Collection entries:
::::

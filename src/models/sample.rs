use chrono::{Local, NaiveDateTime, Timelike};
use serde::{Deserialize, Serialize};

use crate::error::{LabError, Result};
use crate::sensors::Readings;

/// Rendering used in the log and as the comment-patch key.
pub const TIMESTAMP_FORMAT: &str = "%Y-%m-%d %H:%M:%S";

#[derive(Debug, Clone, PartialEq, Serialize, Deserialize)]
#[serde(rename_all = "camelCase")]
pub struct SampleRecord {
    pub timestamp: NaiveDateTime,
    pub thermistors: Vec<f64>,
    pub thermocouple: f64,
    pub comment: Option<String>,
}

impl SampleRecord {
    pub fn new(timestamp: NaiveDateTime, readings: Readings) -> Self {
        Self {
            timestamp: timestamp.with_nanosecond(0).unwrap_or(timestamp),
            thermistors: readings.thermistors,
            thermocouple: readings.thermocouple,
            comment: None,
        }
    }

    /// Stamp `readings` with the local wall clock.
    pub fn now(readings: Readings) -> Self {
        Self::new(Local::now().naive_local(), readings)
    }

    pub fn timestamp_key(&self) -> String {
        self.timestamp.format(TIMESTAMP_FORMAT).to_string()
    }

    pub fn parse_timestamp(value: &str) -> Option<NaiveDateTime> {
        NaiveDateTime::parse_from_str(value.trim(), TIMESTAMP_FORMAT).ok()
    }
}

#[derive(Debug, Clone, Copy, PartialEq, Eq, Serialize, Deserialize)]
#[serde(rename_all = "camelCase")]
pub enum CommentOutcome {
    Found,
    NotFound,
}

impl CommentOutcome {
    pub fn is_found(self) -> bool {
        self == CommentOutcome::Found
    }

    pub fn into_result(self, timestamp: &str) -> Result<()> {
        match self {
            CommentOutcome::Found => Ok(()),
            CommentOutcome::NotFound => Err(LabError::RecordNotFound {
                timestamp: timestamp.to_string(),
            }),
        }
    }
}

#[cfg(test)]
mod tests {
    use super::*;

    #[test]
    fn key_drops_subsecond_precision() {
        let ts = NaiveDateTime::parse_from_str("2024-01-01 12:00:00.750", "%Y-%m-%d %H:%M:%S%.3f").unwrap();
        let record = SampleRecord::new(
            ts,
            Readings {
                thermistors: vec![25.0],
                thermocouple: 30.0,
            },
        );
        assert_eq!(record.timestamp_key(), "2024-01-01 12:00:00");
        assert_eq!(
            SampleRecord::parse_timestamp(&record.timestamp_key()),
            Some(record.timestamp)
        );
    }

    #[test]
    fn not_found_converts_to_error() {
        assert!(CommentOutcome::Found.into_result("x").is_ok());
        assert!(matches!(
            CommentOutcome::NotFound.into_result("2024-01-01 12:00:00"),
            Err(LabError::RecordNotFound { .. })
        ));
    }
}
#[tokio::main]
async fn main() -> anyhow::Result<()> {
    labwatch::run(std::env::args().skip(1).collect()).await
}
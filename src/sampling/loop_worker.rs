use std::sync::{
    atomic::{AtomicU64, Ordering},
    Arc, Mutex, MutexGuard,
};

use chrono::Local;
use tokio::sync::watch;
use tokio::time::{Duration, MissedTickBehavior};
use tokio_util::sync::CancellationToken;

use crate::error::Result;
use crate::models::SampleRecord;
use crate::sensors::SensorArray;

use super::store::LogStore;

// Set to true to enable verbose logging in this module
const ENABLE_LOGS: bool = true;

// Import the logging macros (exported at crate root)
use crate::{log_error, log_info};

pub type SharedLog = Arc<Mutex<LogStore>>;

pub(crate) fn lock_log(log: &SharedLog) -> MutexGuard<'_, LogStore> {
    match log.lock() {
        Ok(guard) => guard,
        Err(poisoned) => poisoned.into_inner(),
    }
}

/// Everything the loop shares with its controller.
pub struct LoopContext {
    pub log: SharedLog,
    pub interval: Duration,
    pub cancel_token: CancellationToken,
    pub progress: watch::Sender<Option<SampleRecord>>,
    pub records_written: Arc<AtomicU64>,
    pub last_error: Arc<Mutex<Option<String>>>,
}

/// Samples every `interval` until cancelled, then hands the sensor array
/// back. Cancellation is only observed between cycles. A failed cycle ends
/// the loop and leaves its error in `last_error`. Returns `None` only when a
/// sampling worker panicked and took the array with it.
pub async fn sampling_loop(
    mut sensors: Box<dyn SensorArray>,
    ctx: LoopContext,
) -> Option<Box<dyn SensorArray>> {
    let mut ticker = tokio::time::interval(ctx.interval);
    ticker.set_missed_tick_behavior(MissedTickBehavior::Delay);

    let log_path = lock_log(&ctx.log).path().to_path_buf();
    log_info!(
        "sampling loop started: {} every {:?}",
        log_path.display(),
        ctx.interval
    );

    loop {
        tokio::select! {
            biased;
            _ = ctx.cancel_token.cancelled() => {
                log_info!("sampling loop shutting down");
                break;
            }
            _ = ticker.tick() => {}
        }

        let log = ctx.log.clone();
        let outcome = tokio::task::spawn_blocking(move || {
            let result = sample_once(sensors.as_mut(), &log);
            (sensors, result)
        })
        .await;

        match outcome {
            Ok((returned, Ok(record))) => {
                sensors = returned;
                ctx.records_written.fetch_add(1, Ordering::SeqCst);
                log_info!("{}", describe(&record));
                ctx.progress.send_replace(Some(record));
            }
            Ok((returned, Err(err))) => {
                sensors = returned;
                log_error!("sampling failed, stopping loop for {}: {err}", log_path.display());
                record_error(&ctx.last_error, err.to_string());
                break;
            }
            Err(join_err) => {
                log_error!("sampling worker panicked: {join_err}");
                record_error(&ctx.last_error, format!("sampling worker panicked: {join_err}"));
                return None;
            }
        }
    }

    Some(sensors)
}

fn sample_once(sensors: &mut dyn SensorArray, log: &SharedLog) -> Result<SampleRecord> {
    let timestamp = Local::now().naive_local();
    let readings = sensors.sample()?;
    let record = SampleRecord::new(timestamp, readings);
    lock_log(log).append(&record)?;
    Ok(record)
}

fn record_error(slot: &Mutex<Option<String>>, message: String) {
    let mut guard = match slot.lock() {
        Ok(guard) => guard,
        Err(poisoned) => poisoned.into_inner(),
    };
    *guard = Some(message);
}

fn describe(record: &SampleRecord) -> String {
    let thermistors = record
        .thermistors
        .iter()
        .enumerate()
        .map(|(i, value)| format!("Thermistor{}: {value:.2} °C", i + 1))
        .collect::<Vec<_>>()
        .join(" | ");
    format!(
        "{} | {} | Thermocouple: {:.2} °C",
        record.timestamp_key(),
        thermistors,
        record.thermocouple
    )
}
//! The host's ambient resolution scope.
//!
//! Loaded artifacts that the auto-load policy admits are handed to a
//! [`HostScope`], which makes them visible to the embedding application's
//! default symbol resolution. [`SearchPathHost`] is a concrete scope that
//! accumulates exposed files into an ordered search path suitable for an
//! environment variable.

use crate::descriptor::Descriptor;
use camino::{Utf8Path, Utf8PathBuf};
use log::debug;
use std::ffi::OsString;
use std::sync::{Mutex, PoisonError};

/// Errors raised by a host scope.
#[derive(Debug, thiserror::Error)]
pub enum HostError {
    /// The scope refused the file.
    #[error("cannot expose {path}: {reason}")]
    Rejected {
        /// The file that was offered.
        path: Utf8PathBuf,
        /// Why it was refused.
        reason: String,
    },

    /// The accumulated paths cannot be joined into a search path.
    #[error("search path cannot be rendered: {0}")]
    SearchPath(#[from] std::env::JoinPathsError),
}

/// The host application's ambient resolution scope.
#[cfg_attr(test, mockall::automock)]
pub trait HostScope: Send + Sync {
    /// Make `path` available to the host's default resolution.
    ///
    /// # Errors
    ///
    /// Returns a [`HostError`] if the scope cannot accept the file.
    fn expose(&self, path: &Utf8Path) -> Result<(), HostError>;

    /// Whether the host already provides `descriptor`'s artifact natively.
    fn provides(&self, _descriptor: &Descriptor) -> bool {
        false
    }
}

/// Host scope that records exposed files as an ordered search path.
///
/// # Examples
///
/// ```
/// use camino::Utf8Path;
/// use hoist::host::{HostScope, SearchPathHost};
///
/// let host = SearchPathHost::default();
/// host.expose(Utf8Path::new("/cache/a.jar")).unwrap();
/// host.expose(Utf8Path::new("/cache/a.jar")).unwrap();
/// assert_eq!(host.exposed().len(), 1);
/// ```
#[derive(Debug, Default)]
pub struct SearchPathHost {
    exposed: Mutex<Vec<Utf8PathBuf>>,
    provided: Vec<String>,
}

impl SearchPathHost {
    /// A scope that reports the given `group:artifact` pairs as already present.
    #[must_use]
    pub fn with_provided(provided: impl IntoIterator<Item = String>) -> Self {
        Self {
            exposed: Mutex::default(),
            provided: provided.into_iter().collect(),
        }
    }

    /// Files exposed so far, in exposure order.
    #[must_use]
    pub fn exposed(&self) -> Vec<Utf8PathBuf> {
        self.exposed
            .lock()
            .unwrap_or_else(PoisonError::into_inner)
            .clone()
    }

    /// Join the exposed files with the platform's path-list separator.
    ///
    /// # Errors
    ///
    /// Returns [`HostError::SearchPath`] if a path contains the separator.
    pub fn search_path(&self) -> Result<OsString, HostError> {
        Ok(std::env::join_paths(self.exposed())?)
    }
}

impl HostScope for SearchPathHost {
    fn expose(&self, path: &Utf8Path) -> Result<(), HostError> {
        if !path.is_absolute() {
            return Err(HostError::Rejected {
                path: path.to_owned(),
                reason: "path must be absolute".to_owned(),
            });
        }
        let mut exposed = self.exposed.lock().unwrap_or_else(PoisonError::into_inner);
        if !exposed.iter().any(|p| p == path) {
            debug!("exposing {path} to the host scope");
            exposed.push(path.to_owned());
        }
        Ok(())
    }

    fn provides(&self, descriptor: &Descriptor) -> bool {
        let key = format!("{}:{}", descriptor.group(), descriptor.artifact());
        self.provided.contains(&key)
    }
}
//! Error types for the dependency loading pipeline.
//!
//! [`LoadError`] is the failure taxonomy surfaced by the manager: each variant
//! names the descriptor involved so diagnostics can be traced back to a
//! declaration without extra context. Per-attempt network failures live in
//! [`crate::download::DownloadError`] and are aggregated into
//! [`LoadError::RepositoryExhausted`].

use crate::download::DownloadError;
use camino::Utf8PathBuf;
use std::fmt;
use thiserror::Error;

/// One failed attempt against a single repository.
#[derive(Debug)]
pub struct RepositoryAttempt {
    /// Name of the repository that was queried.
    pub repository: String,
    /// Why the attempt failed.
    pub error: DownloadError,
}

impl fmt::Display for RepositoryAttempt {
    fn fmt(&self, f: &mut fmt::Formatter<'_>) -> fmt::Result {
        write!(f, "{}: {}", self.repository, self.error)
    }
}

/// Errors raised while loading descriptors or obtaining isolated contexts.
#[derive(Debug, Error)]
pub enum LoadError {
    /// Every configured repository failed to provide the artifact.
    #[error("no repository could provide {descriptor}: {}", render_attempts(.attempts))]
    RepositoryExhausted {
        /// The descriptor that could not be fetched.
        descriptor: String,
        /// Per-repository failures, in the order the repositories were tried.
        attempts: Vec<RepositoryAttempt>,
    },

    /// The payload digest does not match the declared checksum.
    #[error("checksum mismatch for {descriptor}: expected {expected}, actual {actual}")]
    ChecksumMismatch {
        /// The descriptor whose payload failed verification.
        descriptor: String,
        /// Base64 rendering of the declared digest.
        expected: String,
        /// Base64 rendering of the computed digest.
        actual: String,
    },

    /// The external rewriter failed to relocate the artifact.
    #[error("relocation failed for {descriptor}: {reason}")]
    RelocationFailure {
        /// The descriptor whose artifact could not be rewritten.
        descriptor: String,
        /// Description of the rewrite failure.
        reason: String,
    },

    /// The disk cache root could not be created or written.
    #[error("cache directory {path} is unavailable: {source}")]
    CacheDirectoryUnavailable {
        /// The cache root that was requested.
        path: Utf8PathBuf,
        /// The underlying I/O error.
        #[source]
        source: std::io::Error,
    },

    /// Writing an artifact into the disk cache failed.
    #[error("failed to write {path} into the cache: {source}")]
    CacheWrite {
        /// The destination file.
        path: Utf8PathBuf,
        /// The underlying I/O error.
        #[source]
        source: std::io::Error,
    },

    /// An isolated context was requested for a descriptor that is not loaded.
    #[error("dependency {descriptor} is not loaded")]
    IsolatedContextPrecondition {
        /// The descriptor that has not been loaded.
        descriptor: String,
    },

    /// The host scope refused to expose a loaded artifact.
    #[error("host scope rejected {descriptor}: {reason}")]
    HostExposure {
        /// The descriptor whose artifact was rejected.
        descriptor: String,
        /// Description of the rejection.
        reason: String,
    },

    /// The worker pool no longer accepts jobs.
    #[error("worker pool is shut down; {descriptor} was not loaded")]
    PoolUnavailable {
        /// The descriptor that could not be scheduled.
        descriptor: String,
    },

    /// The pipeline for a descriptor panicked before reporting an outcome.
    #[error("loading {descriptor} aborted unexpectedly")]
    Aborted {
        /// The descriptor whose pipeline did not complete.
        descriptor: String,
    },
}

/// Result type alias using [`LoadError`].
pub type Result<T> = std::result::Result<T, LoadError>;

fn render_attempts(attempts: &[RepositoryAttempt]) -> String {
    if attempts.is_empty() {
        return "no repositories configured".to_owned();
    }
    attempts
        .iter()
        .map(ToString::to_string)
        .collect::<Vec<_>>()
        .join("; ")
}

::::

Using the entries, count how many lines contain the string "NaiveDateTime". Write only the number.

** Task answer **
6